Contributed by Dina Mirijanian.
Chronic diseases, such as heart disease, cancer and diabetes are among the most common and costly health problems. According to the Center of Disease Control and Prevention (CDC), “half of all American adults have at least one chronic condition and almost one of three have multiple chronic conditions”. Apart from the cost burden, heart disease and cancer are the top one and two causes of death in the country. While, diabetes ranks a little lower as top killer (#7 in 2011), its cost burden and effect on patients’ quality of life make it a top concern for physicians. For these reasons in 2014 the CDC released a study on the national indicators of chronic diseases and some of the findings are cause for concern.
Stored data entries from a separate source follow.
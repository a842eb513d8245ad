use crate::app::{App, AssetStatus};
use crate::map::{MapLayers, Rgb};
use crate::tooltip::TooltipContent;
use ratatui::{
    buffer::Buffer,
    layout::{Constraint, Direction, Layout, Rect},
    style::{Color, Modifier, Style},
    text::{Line, Span},
    widgets::{Block, Borders, Clear, Paragraph, Widget, Wrap},
    Frame,
};

const TOOLTIP_WIDTH: u16 = 36;

/// Render the UI
pub fn render(frame: &mut Frame, app: &App) {
    let area = frame.area();

    // Split into map area and status bar
    let chunks = Layout::default()
        .direction(Direction::Vertical)
        .constraints([
            Constraint::Min(3),    // Map
            Constraint::Length(1), // Status bar
        ])
        .split(area);

    let inner = render_map(frame, app, chunks[0]);
    if let Some(content) = app.tooltip.content() {
        render_tooltip(frame, content, inner);
    }
    render_status_bar(frame, app, chunks[1]);
}

fn render_map(frame: &mut Frame, app: &App, area: Rect) -> Rect {
    let block = Block::default()
        .borders(Borders::ALL)
        .border_style(Style::default().fg(Color::DarkGray))
        .title(Span::styled(
            " 浙江省 ",
            Style::default().fg(Color::Cyan).add_modifier(Modifier::BOLD),
        ));

    let inner = block.inner(area);
    frame.render_widget(block, area);

    // Braille gives 2x4 resolution per character
    let mut camera = app.camera.clone();
    camera.set_size(inner.width as usize * 2, inner.height as usize * 4);

    let layers = app
        .renderer
        .render(&app.scene, &camera, inner.width as usize, inner.height as usize);

    let cursor_pos = app.mouse_pos.and_then(|(col, row)| {
        let inside = col >= inner.x && row >= inner.y && col < inner.x + inner.width && row < inner.y + inner.height;
        inside.then(|| (col - inner.x, row - inner.y))
    });

    let style = app.renderer.style();
    let map_widget = MapWidget {
        layers,
        cursor_pos,
        hovering: app.hovering,
        background: style.background,
        label_color: style.label_color,
        highlight: style.highlight_color,
    };
    frame.render_widget(map_widget, inner);
    inner
}

/// Braille map with per-cell colors and text labels overlaid
struct MapWidget {
    layers: MapLayers,
    cursor_pos: Option<(u16, u16)>,
    hovering: bool,
    background: Rgb,
    label_color: Rgb,
    highlight: Rgb,
}

impl Widget for MapWidget {
    fn render(self, area: Rect, buf: &mut Buffer) {
        let background = Color::from(self.background);
        let canvas = &self.layers.canvas;

        for (row_idx, row_str) in canvas.rows().enumerate() {
            if row_idx >= area.height as usize {
                break;
            }
            let y = area.y + row_idx as u16;

            for (col_idx, ch) in row_str.chars().enumerate() {
                if col_idx >= area.width as usize {
                    break;
                }
                let x = area.x + col_idx as u16;
                let cell = &mut buf[(x, y)];
                cell.set_bg(background);
                // Skip empty braille characters (U+2800)
                if ch == '\u{2800}' {
                    continue;
                }
                let fg = canvas.cell_color(col_idx, row_idx).map_or(Color::Gray, Color::from);
                cell.set_char(ch).set_fg(fg);
            }
        }

        for (lx, ly, text) in &self.layers.labels {
            if *ly >= area.height || *lx >= area.width {
                continue;
            }
            // Labels take the color of the region under them as background
            let bg = canvas
                .cell_color(*lx as usize, *ly as usize)
                .map_or(background, Color::from);
            let style = Style::default()
                .fg(Color::from(self.label_color))
                .bg(bg)
                .add_modifier(Modifier::BOLD);
            let max_width = (area.width - *lx) as usize;
            buf.set_stringn(area.x + *lx, area.y + *ly, text, max_width, style);
        }

        if let Some((cx, cy)) = self.cursor_pos {
            let (glyph, color) = if self.hovering {
                ('◆', Color::from(self.highlight))
            } else {
                ('╋', Color::DarkGray)
            };
            buf[(area.x + cx, area.y + cy)].set_char(glyph).set_fg(color);
        }
    }
}

/// Selected region's attractions, pinned to the top right of the map
fn render_tooltip(frame: &mut Frame, content: &TooltipContent, map: Rect) {
    let width = TOOLTIP_WIDTH.min(map.width);
    let mut lines: Vec<Line> = Vec::new();
    if content.entries.is_empty() {
        lines.push(Line::from(Span::styled(
            "No attractions listed",
            Style::default().fg(Color::DarkGray),
        )));
    }
    for attraction in &content.entries {
        lines.push(Line::from(Span::styled(
            attraction.name.clone(),
            Style::default().fg(Color::Yellow).add_modifier(Modifier::BOLD),
        )));
        lines.push(Line::from(attraction.description.clone()));
    }

    let wanted = lines.len() as u16 + 2;
    let height = wanted.min(map.height);
    let area = Rect::new(map.x + map.width - width, map.y, width, height);

    let panel = Paragraph::new(lines).wrap(Wrap { trim: true }).block(
        Block::default()
            .borders(Borders::ALL)
            .border_style(Style::default().fg(Color::Magenta))
            .title(Span::styled(
                format!(" {} ", content.heading),
                Style::default().fg(Color::Magenta).add_modifier(Modifier::BOLD),
            )),
    );
    frame.render_widget(Clear, area);
    frame.render_widget(panel, area);
}

fn asset_span(name: &'static str, status: AssetStatus) -> Span<'static> {
    let (mark, color) = match status {
        AssetStatus::Loading => ("…", Color::Yellow),
        AssetStatus::Ready => ("✓", Color::Green),
        AssetStatus::Failed => ("✗", Color::Red),
    };
    Span::styled(format!("{name}{mark} "), Style::default().fg(color))
}

fn toggle_span(on: &'static str, off: &'static str, enabled: bool) -> Span<'static> {
    Span::styled(
        if enabled { on } else { off },
        Style::default().fg(if enabled { Color::Green } else { Color::DarkGray }),
    )
}

fn render_status_bar(frame: &mut Frame, app: &App, area: Rect) {
    let settings = &app.renderer.settings;

    let status = Line::from(vec![
        Span::styled(" Selected: ", Style::default().fg(Color::DarkGray)),
        Span::styled(
            app.selected_name().unwrap_or("none").to_string(),
            Style::default().fg(Color::Magenta),
        ),
        Span::styled(
            app.selected_region()
                .and_then(|r| r.center_hint)
                .map(|(lon, lat)| format!(" ({lon:.2}°, {lat:.2}°)"))
                .unwrap_or_default(),
            Style::default().fg(Color::Cyan),
        ),
        Span::styled(
            if app.hovering { " ◆ " } else { "   " },
            Style::default().fg(Color::Yellow),
        ),
        Span::styled("| ", Style::default().fg(Color::DarkGray)),
        asset_span("map", app.status.boundaries),
        asset_span("font", app.status.font),
        asset_span("travel", app.status.attractions),
        Span::styled("| ", Style::default().fg(Color::DarkGray)),
        toggle_span("[O]utline ", "[o]utline ", settings.show_outlines),
        toggle_span("[L]abels ", "[l]abels ", settings.show_labels),
        toggle_span("[G]rid ", "[g]rid ", settings.show_grid),
        Span::styled(
            "| drag/hjkl:orbit click:select x:clear r:reset q:quit",
            Style::default().fg(Color::DarkGray),
        ),
    ]);

    let paragraph = Paragraph::new(status);
    frame.render_widget(paragraph, area);
}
Cancer: The average mortality due to different cancer types (over the years 2008-2012) show that lung cancer is the most lethal form (Figure 1).
Unfortunately, there is no routine screening protocol for lung cancer and the disease is not uncovered until the patient has symptoms. For many types of cancer, early detection can be a vital factor in determining if the patient survives. This is the case for female breast cancer, which is shown to have the second highest mortality rate. Early detection of breast cancer is achieved through routine mammography screening. Unfortunately, the indicators show that the use of mammography among the most vulnerable age group of women, ages 50-74, has gone down from 2012 to 2014. The reason for this is not clear, and further research is needed. It is possible that there has been a change in the how insurance companies cover mammography screening.
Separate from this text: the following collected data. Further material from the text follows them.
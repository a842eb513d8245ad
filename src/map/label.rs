use std::collections::HashMap;

use glam::DVec3;

use crate::config::{LABEL_DEPTH, LABEL_SIZE, LABEL_Z};
use crate::map::geometry::Aabb;

/// Glyph metrics of a typeface font
#[derive(Clone, Debug)]
pub struct LabelFont {
    pub family: String,
    /// Font units per em
    pub resolution: f64,
    /// Horizontal advance per glyph, in font units
    pub advances: HashMap<char, f64>,
}

impl LabelFont {
    /// Lay out `text` at `size`, returning the printable text and its width.
    /// Characters without a glyph fall back to `?`, or are dropped when the
    /// font has no `?` either.
    pub fn layout(&self, text: &str, size: f64) -> (String, f64) {
        let scale = size / self.resolution.max(f64::EPSILON);
        let mut out = String::with_capacity(text.len());
        let mut width = 0.0;

        for ch in text.chars() {
            let glyph = self
                .advances
                .get(&ch)
                .map(|&ha| (ch, ha))
                .or_else(|| self.advances.get(&'?').map(|&ha| ('?', ha)));
            if let Some((ch, ha)) = glyph {
                out.push(ch);
                width += ha * scale;
            }
        }
        (out, width)
    }
}

/// Pending label for a region, positioned in local map space
#[derive(Clone, Debug, PartialEq)]
pub struct LabelRequest {
    pub text: String,
    pub position: DVec3,
    pub size: f64,
    pub depth: f64,
}

impl LabelRequest {
    /// Request a label at a projected anchor (screen-convention y)
    pub fn at_projected(text: &str, x: f64, y: f64) -> Self {
        Self {
            text: text.to_string(),
            position: DVec3::new(x, -y, LABEL_Z),
            size: LABEL_SIZE,
            depth: LABEL_DEPTH,
        }
    }

    pub fn resolve(&self, font: &LabelFont) -> TextLabel {
        let (text, width) = font.layout(&self.text, self.size);
        let bounds = Aabb {
            min: self.position,
            max: self.position + DVec3::new(width, self.size, self.depth),
        };
        TextLabel {
            text,
            position: self.position,
            bounds,
        }
    }
}

/// Label text mesh stand-in: laid out text plus its extent
#[derive(Clone, Debug)]
pub struct TextLabel {
    pub text: String,
    pub position: DVec3,
    pub bounds: Aabb,
}

#[derive(Clone, Debug)]
pub enum LabelSlot {
    /// Waiting for the font
    Pending(LabelRequest),
    Ready(TextLabel),
    /// Font failed or the region has no vertices to anchor on
    Unavailable,
}

impl LabelSlot {
    pub fn ready(&self) -> Option<&TextLabel> {
        match self {
            LabelSlot::Ready(label) => Some(label),
            _ => None,
        }
    }
}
Diabetes: The indicator for the prevalence of diabetes may also be following an unfavorable trend. The percent of adults diagnosed with diabetes went up in 2014 compared to the two previous years (Figure 2).
However, there is a caveat here. The year 2014 was also the first year of national open enrolment for health insurance through the Affordable Care Act. Hence, while the increase in diagnosis that year may be an indicator that more people are getting diabetes, at least some of the rise in diabetes diagnoses in 2014 may be due to the fact that more people were insured and were getting tested that year. One of the striking trends in the prevalence of diabetes is the strong geographical factor. Figure 3 shows that the percent of the adult population that have diabetes by state, varies drastically on location. An adult living in West Virginia is twice as likely to develop diabetes as one living in Utah. Hence, when it comes to diabetes, where you live matters! This trend underscores the fact that type-2 diabetes is preventable and that changes in diet and lifestyle can have a big effect on the chance of developing the disease.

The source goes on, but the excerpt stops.